**EXERCISE REQUIREMENTS:** Make a word-for-word copy of the entries below from their first line through the line with "mild dip (1-12)", and add nothing.

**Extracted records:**
######

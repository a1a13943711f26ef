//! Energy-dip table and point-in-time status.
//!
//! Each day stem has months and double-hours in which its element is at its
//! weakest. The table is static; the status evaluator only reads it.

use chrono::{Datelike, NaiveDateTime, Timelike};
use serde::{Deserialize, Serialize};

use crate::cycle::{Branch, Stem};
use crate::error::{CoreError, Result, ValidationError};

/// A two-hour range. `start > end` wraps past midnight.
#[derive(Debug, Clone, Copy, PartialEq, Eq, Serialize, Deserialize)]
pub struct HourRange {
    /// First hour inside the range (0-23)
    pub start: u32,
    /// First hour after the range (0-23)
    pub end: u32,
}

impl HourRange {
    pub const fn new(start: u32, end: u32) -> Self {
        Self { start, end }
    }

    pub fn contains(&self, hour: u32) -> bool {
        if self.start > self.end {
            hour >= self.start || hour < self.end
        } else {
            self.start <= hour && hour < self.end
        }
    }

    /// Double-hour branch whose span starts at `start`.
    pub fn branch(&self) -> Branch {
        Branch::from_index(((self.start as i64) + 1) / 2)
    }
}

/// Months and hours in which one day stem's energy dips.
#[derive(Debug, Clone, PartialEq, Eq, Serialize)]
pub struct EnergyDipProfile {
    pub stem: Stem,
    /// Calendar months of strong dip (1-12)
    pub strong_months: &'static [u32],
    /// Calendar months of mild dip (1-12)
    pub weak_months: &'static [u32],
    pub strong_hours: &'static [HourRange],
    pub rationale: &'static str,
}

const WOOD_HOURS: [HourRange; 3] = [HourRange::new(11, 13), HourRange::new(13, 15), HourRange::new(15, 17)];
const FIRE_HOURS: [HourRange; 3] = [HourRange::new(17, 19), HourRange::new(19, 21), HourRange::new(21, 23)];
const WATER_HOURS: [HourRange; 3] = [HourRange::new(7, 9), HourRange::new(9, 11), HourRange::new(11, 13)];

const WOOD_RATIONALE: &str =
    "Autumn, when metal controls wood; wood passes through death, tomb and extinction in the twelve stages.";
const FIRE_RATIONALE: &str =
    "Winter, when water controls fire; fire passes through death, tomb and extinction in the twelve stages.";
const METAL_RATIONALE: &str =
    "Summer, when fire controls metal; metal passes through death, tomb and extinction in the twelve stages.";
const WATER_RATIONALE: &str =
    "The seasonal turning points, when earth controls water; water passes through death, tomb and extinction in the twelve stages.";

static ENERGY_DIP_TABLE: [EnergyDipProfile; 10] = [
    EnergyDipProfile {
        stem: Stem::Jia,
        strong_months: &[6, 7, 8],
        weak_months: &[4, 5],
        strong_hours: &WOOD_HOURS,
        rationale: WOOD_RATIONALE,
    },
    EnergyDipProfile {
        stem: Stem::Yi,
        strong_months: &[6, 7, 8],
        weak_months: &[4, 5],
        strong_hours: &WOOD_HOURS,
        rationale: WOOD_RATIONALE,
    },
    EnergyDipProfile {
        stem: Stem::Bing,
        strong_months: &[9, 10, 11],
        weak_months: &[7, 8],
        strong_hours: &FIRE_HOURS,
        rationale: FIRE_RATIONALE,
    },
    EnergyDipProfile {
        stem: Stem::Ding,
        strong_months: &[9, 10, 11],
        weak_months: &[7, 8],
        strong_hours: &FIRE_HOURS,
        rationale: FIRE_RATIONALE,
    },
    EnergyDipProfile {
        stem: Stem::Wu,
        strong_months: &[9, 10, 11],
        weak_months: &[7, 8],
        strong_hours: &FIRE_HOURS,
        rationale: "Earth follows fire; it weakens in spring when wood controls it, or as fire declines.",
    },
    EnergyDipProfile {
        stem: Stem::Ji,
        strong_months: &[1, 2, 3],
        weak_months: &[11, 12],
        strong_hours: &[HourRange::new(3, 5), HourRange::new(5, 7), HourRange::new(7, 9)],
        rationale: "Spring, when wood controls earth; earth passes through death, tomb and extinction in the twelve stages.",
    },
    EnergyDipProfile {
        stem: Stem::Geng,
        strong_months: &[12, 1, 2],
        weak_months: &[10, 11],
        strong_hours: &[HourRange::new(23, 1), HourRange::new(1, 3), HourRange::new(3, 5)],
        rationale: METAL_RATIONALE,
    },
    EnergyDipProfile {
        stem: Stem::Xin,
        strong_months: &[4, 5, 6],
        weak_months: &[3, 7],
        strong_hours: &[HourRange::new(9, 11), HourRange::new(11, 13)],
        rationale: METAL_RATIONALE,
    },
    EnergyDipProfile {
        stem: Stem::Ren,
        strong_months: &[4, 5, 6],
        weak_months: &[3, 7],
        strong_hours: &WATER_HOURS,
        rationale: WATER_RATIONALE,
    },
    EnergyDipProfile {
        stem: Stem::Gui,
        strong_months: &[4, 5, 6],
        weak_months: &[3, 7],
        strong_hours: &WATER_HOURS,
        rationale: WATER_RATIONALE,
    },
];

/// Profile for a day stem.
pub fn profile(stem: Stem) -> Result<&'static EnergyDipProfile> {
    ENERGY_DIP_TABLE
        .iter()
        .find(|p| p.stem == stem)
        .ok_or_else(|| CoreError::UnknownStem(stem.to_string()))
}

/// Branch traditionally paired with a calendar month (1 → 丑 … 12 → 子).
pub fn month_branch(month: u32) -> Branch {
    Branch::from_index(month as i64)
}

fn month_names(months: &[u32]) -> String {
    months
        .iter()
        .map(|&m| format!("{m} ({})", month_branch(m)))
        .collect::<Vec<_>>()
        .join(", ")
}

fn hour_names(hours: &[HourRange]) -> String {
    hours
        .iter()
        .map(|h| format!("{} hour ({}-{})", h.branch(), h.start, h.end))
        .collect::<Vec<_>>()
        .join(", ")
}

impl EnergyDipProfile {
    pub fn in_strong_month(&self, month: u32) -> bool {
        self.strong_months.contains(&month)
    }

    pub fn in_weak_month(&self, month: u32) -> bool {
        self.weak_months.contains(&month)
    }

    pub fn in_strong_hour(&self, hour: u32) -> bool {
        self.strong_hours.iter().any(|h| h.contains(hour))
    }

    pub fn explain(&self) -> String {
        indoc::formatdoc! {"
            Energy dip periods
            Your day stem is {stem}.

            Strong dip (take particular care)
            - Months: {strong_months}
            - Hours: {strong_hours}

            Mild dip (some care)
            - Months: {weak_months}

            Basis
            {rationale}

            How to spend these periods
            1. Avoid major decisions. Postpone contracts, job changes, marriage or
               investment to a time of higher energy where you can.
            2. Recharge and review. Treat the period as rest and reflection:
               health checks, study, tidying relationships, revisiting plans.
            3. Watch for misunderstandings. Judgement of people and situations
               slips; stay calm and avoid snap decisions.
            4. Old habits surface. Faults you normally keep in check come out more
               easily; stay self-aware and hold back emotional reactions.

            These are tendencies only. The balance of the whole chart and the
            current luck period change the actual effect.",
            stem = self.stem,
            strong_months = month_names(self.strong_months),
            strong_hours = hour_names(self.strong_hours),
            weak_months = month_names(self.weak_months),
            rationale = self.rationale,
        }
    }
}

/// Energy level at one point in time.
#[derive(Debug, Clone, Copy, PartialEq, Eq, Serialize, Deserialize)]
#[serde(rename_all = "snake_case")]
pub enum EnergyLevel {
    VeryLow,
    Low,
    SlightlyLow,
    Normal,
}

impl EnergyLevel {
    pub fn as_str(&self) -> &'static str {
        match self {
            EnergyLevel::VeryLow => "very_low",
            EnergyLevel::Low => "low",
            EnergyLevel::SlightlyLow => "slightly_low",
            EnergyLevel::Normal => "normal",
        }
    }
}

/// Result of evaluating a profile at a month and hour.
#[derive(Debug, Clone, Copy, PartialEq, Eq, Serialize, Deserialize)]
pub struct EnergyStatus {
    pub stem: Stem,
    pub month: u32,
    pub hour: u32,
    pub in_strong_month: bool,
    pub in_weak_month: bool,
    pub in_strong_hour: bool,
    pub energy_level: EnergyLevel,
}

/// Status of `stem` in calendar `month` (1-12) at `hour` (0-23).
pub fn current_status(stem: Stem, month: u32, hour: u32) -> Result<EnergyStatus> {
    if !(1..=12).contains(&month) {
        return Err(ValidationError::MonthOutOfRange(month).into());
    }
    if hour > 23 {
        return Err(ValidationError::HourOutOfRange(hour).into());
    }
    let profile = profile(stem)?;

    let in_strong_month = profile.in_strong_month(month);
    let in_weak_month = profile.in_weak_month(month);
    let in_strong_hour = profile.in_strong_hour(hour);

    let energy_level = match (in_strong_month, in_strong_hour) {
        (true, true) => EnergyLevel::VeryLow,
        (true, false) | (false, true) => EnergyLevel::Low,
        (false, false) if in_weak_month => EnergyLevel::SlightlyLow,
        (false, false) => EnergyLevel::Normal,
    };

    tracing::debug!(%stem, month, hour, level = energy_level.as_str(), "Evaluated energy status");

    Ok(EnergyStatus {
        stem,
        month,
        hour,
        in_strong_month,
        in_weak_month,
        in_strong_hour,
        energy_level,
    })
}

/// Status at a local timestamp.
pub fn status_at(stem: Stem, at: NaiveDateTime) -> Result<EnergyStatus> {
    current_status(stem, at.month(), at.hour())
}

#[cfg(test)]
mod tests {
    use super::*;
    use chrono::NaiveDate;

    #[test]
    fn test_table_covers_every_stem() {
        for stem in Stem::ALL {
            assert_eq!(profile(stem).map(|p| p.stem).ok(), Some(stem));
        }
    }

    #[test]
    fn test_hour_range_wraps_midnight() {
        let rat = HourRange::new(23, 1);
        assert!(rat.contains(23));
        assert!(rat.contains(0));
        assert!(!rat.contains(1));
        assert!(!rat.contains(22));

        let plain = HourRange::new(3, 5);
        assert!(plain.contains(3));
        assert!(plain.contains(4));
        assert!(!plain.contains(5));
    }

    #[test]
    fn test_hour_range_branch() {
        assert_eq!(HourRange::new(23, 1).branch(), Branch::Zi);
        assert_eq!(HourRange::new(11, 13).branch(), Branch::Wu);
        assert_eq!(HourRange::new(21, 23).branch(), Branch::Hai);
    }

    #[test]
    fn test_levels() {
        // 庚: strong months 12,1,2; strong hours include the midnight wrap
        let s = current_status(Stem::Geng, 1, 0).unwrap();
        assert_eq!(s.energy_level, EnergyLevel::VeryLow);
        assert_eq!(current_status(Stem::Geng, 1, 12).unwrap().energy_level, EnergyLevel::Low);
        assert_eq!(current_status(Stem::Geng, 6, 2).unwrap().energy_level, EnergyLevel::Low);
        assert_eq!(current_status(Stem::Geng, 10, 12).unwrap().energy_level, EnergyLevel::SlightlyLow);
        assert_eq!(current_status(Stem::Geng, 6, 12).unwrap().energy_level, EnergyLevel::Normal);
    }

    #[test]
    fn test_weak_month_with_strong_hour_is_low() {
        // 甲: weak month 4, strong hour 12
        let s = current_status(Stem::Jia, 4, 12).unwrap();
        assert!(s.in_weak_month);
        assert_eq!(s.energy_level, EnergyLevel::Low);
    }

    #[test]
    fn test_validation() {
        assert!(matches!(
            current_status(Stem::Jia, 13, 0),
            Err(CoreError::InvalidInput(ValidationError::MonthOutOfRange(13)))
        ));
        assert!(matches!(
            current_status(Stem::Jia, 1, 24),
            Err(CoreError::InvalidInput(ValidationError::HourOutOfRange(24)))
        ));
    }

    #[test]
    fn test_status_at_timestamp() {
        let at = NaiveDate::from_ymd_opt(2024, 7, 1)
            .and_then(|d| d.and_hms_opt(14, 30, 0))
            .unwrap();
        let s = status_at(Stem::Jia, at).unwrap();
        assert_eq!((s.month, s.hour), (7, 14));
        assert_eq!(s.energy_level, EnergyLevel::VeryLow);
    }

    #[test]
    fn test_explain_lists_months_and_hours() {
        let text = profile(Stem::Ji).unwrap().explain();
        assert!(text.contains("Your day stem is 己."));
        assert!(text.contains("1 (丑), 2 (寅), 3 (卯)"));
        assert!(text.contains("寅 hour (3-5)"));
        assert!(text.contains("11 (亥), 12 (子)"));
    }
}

######

**ANSWER FOR THE TASK:**
repository a1a13943711f26ef
//! Energy-dip table and point-in-time status.
//!
//! Each day stem has months and double-hours in which its element is at its
//! weakest. The table is static; the status evaluator only reads it.

use chrono::{Datelike, NaiveDateTime, Timelike};
use serde::{Deserialize, Serialize};

use crate::cycle::{Branch, Stem};
use crate::error::{CoreError, Result, ValidationError};

/// A two-hour range. `start > end` wraps past midnight.
#[derive(Debug, Clone, Copy, PartialEq, Eq, Serialize, Deserialize)]
pub struct HourRange {
    /// First hour inside the range (0-23)
    pub start: u32,
    /// First hour after the range (0-23)
    pub end: u32,
}

impl HourRange {
    pub const fn new(start: u32, end: u32) -> Self {
        Self { start, end }
    }

    pub fn contains(&self, hour: u32) -> bool {
        if self.start > self.end {
            hour >= self.start || hour < self.end
        } else {
            self.start <= hour && hour < self.end
        }
    }

    /// Double-hour branch whose span starts at `start`.
    pub fn branch(&self) -> Branch {
        Branch::from_index(((self.start as i64) + 1) / 2)
    }
}

/// Months and hours in which one day stem's energy dips.
#[derive(Debug, Clone, PartialEq, Eq, Serialize)]
pub struct EnergyDipProfile {
    pub stem: Stem,
    /// Calendar months of strong dip (1-12)
    pub strong_months: &'static [u32],
    /// Calendar months of mild dip (1-12)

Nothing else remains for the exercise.